◆ AIM OF THE TASK
Report every line of the records beneath this task that holds the string "NavigateOptions".

(Collected data)
┄┄┄┄┄┄
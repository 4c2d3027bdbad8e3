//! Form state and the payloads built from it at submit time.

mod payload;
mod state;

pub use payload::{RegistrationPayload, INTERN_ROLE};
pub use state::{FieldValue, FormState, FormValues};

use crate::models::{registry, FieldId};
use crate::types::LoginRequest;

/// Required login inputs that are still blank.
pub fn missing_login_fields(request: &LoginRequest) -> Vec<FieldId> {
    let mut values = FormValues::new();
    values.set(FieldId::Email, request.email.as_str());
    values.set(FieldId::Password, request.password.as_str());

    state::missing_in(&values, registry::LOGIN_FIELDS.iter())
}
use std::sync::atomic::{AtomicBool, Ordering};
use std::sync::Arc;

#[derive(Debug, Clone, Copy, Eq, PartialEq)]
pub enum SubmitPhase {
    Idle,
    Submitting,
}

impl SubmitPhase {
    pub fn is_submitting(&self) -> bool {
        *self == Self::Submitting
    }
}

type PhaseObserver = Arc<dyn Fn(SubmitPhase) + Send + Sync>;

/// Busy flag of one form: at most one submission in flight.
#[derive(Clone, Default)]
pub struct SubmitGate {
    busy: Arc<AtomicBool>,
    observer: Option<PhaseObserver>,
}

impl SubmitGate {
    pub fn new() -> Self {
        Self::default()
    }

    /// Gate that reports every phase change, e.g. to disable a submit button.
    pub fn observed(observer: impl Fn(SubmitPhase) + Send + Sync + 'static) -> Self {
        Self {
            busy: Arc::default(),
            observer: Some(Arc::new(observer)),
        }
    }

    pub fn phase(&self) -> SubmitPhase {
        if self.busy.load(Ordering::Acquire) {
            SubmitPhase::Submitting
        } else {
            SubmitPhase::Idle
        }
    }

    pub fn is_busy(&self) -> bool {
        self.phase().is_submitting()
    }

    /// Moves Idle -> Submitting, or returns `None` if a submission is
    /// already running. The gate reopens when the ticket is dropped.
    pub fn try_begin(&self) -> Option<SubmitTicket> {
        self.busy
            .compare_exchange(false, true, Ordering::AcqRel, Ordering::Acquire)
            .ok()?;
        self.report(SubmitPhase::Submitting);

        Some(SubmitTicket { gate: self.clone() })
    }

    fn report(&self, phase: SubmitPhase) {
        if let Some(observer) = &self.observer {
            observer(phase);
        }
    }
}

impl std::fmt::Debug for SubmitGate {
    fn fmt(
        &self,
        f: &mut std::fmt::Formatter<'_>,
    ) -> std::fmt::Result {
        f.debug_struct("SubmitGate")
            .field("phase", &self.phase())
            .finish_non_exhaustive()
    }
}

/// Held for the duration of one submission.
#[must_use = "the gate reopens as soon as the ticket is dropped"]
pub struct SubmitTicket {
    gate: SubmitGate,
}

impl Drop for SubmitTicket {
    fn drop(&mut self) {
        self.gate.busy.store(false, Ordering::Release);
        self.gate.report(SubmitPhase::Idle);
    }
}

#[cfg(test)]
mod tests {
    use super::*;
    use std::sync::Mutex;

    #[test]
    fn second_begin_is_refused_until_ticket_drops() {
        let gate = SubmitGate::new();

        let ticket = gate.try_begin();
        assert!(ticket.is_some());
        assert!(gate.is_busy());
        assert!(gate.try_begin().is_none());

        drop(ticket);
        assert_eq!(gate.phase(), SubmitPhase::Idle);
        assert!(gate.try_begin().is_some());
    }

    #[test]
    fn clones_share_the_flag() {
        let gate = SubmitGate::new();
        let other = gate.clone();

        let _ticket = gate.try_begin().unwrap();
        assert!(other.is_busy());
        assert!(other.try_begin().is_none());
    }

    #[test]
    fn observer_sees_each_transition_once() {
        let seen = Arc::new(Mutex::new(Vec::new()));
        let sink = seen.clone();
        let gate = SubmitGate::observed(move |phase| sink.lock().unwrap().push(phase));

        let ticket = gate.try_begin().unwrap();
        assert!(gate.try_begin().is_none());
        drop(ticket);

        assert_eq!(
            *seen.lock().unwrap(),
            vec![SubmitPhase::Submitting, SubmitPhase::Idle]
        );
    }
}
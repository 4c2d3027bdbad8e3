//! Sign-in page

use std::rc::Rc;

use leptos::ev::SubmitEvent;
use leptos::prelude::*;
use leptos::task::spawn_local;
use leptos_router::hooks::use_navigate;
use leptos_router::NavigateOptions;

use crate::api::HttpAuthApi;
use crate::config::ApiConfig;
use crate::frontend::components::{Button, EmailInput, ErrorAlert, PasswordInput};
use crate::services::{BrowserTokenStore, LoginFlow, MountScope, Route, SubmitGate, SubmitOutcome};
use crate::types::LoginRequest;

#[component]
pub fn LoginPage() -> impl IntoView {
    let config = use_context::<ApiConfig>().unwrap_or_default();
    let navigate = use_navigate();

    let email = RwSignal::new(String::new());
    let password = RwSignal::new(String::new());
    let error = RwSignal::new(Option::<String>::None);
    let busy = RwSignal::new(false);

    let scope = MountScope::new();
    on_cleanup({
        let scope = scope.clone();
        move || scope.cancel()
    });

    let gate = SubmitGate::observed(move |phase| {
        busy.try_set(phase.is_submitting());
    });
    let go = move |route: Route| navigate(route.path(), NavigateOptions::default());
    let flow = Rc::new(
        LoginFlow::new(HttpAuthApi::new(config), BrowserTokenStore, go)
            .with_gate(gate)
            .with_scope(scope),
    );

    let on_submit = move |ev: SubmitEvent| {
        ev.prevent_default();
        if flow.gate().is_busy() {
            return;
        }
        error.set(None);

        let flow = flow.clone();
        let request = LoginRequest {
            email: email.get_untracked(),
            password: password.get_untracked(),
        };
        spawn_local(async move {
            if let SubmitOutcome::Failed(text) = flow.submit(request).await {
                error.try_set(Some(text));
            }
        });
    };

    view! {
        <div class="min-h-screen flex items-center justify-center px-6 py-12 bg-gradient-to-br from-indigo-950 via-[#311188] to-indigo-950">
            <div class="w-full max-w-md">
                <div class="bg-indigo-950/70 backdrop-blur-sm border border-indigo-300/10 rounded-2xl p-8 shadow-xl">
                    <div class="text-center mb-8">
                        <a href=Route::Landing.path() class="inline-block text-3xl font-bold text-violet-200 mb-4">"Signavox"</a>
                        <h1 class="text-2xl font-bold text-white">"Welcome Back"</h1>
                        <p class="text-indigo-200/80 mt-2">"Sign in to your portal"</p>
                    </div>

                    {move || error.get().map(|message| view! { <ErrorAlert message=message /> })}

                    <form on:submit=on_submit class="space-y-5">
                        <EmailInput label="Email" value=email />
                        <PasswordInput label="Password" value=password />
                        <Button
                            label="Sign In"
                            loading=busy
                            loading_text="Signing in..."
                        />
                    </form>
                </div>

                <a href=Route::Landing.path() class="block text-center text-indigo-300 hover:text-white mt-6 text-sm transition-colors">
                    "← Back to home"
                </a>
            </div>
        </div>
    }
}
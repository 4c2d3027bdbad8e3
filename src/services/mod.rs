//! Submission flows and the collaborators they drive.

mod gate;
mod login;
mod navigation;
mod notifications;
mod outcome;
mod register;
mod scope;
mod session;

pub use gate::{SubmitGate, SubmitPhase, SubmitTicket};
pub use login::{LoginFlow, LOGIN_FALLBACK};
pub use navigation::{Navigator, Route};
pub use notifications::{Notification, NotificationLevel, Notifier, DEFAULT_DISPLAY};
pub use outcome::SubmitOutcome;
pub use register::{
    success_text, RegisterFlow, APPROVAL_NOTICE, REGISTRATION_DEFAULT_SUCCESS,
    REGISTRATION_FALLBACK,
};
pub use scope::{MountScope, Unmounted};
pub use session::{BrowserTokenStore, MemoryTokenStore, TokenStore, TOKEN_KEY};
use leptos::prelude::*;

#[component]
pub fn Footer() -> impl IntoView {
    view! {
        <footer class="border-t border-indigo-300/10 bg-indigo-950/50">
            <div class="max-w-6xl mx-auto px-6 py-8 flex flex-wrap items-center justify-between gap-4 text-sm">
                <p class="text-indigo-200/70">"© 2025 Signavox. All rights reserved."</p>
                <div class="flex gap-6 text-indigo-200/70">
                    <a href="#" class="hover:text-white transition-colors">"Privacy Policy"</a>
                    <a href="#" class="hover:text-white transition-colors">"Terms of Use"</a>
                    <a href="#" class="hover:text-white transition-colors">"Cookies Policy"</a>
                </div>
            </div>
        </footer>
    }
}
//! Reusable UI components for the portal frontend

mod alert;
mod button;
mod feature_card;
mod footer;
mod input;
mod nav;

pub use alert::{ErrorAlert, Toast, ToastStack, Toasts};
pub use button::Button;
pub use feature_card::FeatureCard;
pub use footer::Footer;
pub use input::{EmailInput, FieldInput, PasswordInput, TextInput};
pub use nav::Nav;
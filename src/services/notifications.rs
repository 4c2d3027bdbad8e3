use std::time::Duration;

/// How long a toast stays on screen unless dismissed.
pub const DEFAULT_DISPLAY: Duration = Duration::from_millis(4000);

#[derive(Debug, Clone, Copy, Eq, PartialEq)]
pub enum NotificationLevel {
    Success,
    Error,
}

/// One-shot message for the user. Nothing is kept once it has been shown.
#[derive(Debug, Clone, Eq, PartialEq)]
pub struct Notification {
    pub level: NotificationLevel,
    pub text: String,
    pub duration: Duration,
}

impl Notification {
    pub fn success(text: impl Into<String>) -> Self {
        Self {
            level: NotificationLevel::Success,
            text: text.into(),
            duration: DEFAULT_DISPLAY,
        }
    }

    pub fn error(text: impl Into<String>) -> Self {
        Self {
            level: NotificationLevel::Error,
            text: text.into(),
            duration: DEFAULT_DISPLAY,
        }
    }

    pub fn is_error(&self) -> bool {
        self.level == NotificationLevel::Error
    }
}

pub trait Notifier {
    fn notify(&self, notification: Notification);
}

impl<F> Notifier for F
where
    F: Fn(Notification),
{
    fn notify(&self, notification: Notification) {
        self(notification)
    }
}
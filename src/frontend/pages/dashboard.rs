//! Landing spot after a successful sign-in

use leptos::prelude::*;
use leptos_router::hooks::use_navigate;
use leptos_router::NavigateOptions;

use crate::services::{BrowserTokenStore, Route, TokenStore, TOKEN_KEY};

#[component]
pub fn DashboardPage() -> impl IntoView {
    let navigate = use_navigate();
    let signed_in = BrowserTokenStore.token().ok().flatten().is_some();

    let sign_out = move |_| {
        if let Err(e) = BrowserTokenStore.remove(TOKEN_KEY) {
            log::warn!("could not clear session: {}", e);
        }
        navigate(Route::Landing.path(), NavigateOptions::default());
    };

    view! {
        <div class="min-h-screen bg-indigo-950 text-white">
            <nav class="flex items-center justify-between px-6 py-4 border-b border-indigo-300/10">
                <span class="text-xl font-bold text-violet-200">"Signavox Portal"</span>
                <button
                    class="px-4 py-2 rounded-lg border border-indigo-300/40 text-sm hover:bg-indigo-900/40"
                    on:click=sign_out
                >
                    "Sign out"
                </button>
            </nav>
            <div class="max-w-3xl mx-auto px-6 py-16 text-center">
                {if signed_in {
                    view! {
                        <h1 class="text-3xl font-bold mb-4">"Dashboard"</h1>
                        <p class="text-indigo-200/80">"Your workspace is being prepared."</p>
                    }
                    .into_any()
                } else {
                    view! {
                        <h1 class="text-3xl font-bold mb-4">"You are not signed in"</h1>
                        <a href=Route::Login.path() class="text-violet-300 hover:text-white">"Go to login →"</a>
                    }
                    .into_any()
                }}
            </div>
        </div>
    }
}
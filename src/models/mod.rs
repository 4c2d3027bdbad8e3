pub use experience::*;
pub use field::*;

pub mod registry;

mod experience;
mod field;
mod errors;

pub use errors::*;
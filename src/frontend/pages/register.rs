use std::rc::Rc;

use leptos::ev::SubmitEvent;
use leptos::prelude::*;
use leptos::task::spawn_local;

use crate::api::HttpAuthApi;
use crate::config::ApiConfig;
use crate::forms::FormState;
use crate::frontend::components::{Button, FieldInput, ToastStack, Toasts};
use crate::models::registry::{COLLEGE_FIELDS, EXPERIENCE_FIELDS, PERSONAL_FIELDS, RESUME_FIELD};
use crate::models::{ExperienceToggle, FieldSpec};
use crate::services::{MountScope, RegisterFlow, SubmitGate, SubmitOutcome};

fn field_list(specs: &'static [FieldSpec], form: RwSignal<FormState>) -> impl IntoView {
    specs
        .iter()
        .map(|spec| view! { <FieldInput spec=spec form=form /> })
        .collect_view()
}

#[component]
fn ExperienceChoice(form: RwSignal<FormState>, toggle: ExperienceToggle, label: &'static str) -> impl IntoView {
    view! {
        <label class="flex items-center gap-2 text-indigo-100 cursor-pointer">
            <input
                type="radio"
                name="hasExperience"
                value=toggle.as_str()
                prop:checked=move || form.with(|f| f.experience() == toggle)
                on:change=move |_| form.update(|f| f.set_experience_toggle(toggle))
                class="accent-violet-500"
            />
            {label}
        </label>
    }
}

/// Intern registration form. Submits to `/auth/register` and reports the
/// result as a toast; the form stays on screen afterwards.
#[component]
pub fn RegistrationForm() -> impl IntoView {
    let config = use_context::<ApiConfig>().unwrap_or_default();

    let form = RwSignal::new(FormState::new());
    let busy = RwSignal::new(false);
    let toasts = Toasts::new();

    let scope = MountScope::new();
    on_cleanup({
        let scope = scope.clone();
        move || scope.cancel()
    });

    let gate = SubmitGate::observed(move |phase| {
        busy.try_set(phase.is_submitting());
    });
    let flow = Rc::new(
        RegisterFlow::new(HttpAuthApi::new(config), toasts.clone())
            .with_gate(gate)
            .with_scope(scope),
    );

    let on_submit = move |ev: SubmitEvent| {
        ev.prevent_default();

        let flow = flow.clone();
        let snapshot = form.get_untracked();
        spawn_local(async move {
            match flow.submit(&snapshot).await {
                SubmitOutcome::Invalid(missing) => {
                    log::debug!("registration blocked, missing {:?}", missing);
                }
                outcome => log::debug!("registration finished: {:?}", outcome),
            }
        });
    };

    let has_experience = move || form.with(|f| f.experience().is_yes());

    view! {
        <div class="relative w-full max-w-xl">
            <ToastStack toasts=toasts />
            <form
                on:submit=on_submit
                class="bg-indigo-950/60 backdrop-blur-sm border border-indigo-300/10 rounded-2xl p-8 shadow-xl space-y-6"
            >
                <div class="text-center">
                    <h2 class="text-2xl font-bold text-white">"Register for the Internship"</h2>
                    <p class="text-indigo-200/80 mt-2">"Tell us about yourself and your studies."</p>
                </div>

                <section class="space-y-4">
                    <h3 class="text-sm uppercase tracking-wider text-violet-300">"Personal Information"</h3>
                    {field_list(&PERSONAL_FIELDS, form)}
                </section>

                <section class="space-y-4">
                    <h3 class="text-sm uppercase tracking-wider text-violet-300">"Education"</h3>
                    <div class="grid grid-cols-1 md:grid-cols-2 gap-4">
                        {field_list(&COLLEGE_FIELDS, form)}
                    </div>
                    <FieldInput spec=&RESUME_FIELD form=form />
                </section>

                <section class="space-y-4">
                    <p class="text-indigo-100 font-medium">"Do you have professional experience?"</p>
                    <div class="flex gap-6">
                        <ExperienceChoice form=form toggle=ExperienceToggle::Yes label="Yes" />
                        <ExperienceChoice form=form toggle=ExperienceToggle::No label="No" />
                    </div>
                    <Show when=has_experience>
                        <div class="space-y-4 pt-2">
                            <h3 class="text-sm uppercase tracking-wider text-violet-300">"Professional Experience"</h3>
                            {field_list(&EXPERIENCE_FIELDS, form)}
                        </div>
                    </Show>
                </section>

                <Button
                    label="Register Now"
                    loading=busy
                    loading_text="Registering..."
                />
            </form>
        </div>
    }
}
┄┄┄┄┄┄
◆ ANSWER FOR THIS EXERCISE
use leptos_router::NavigateOptions;
    let go = move |route: Route| navigate(route.path(), NavigateOptions::default());
use leptos_router::NavigateOptions;
        navigate(Route::Landing.path(), NavigateOptions::default());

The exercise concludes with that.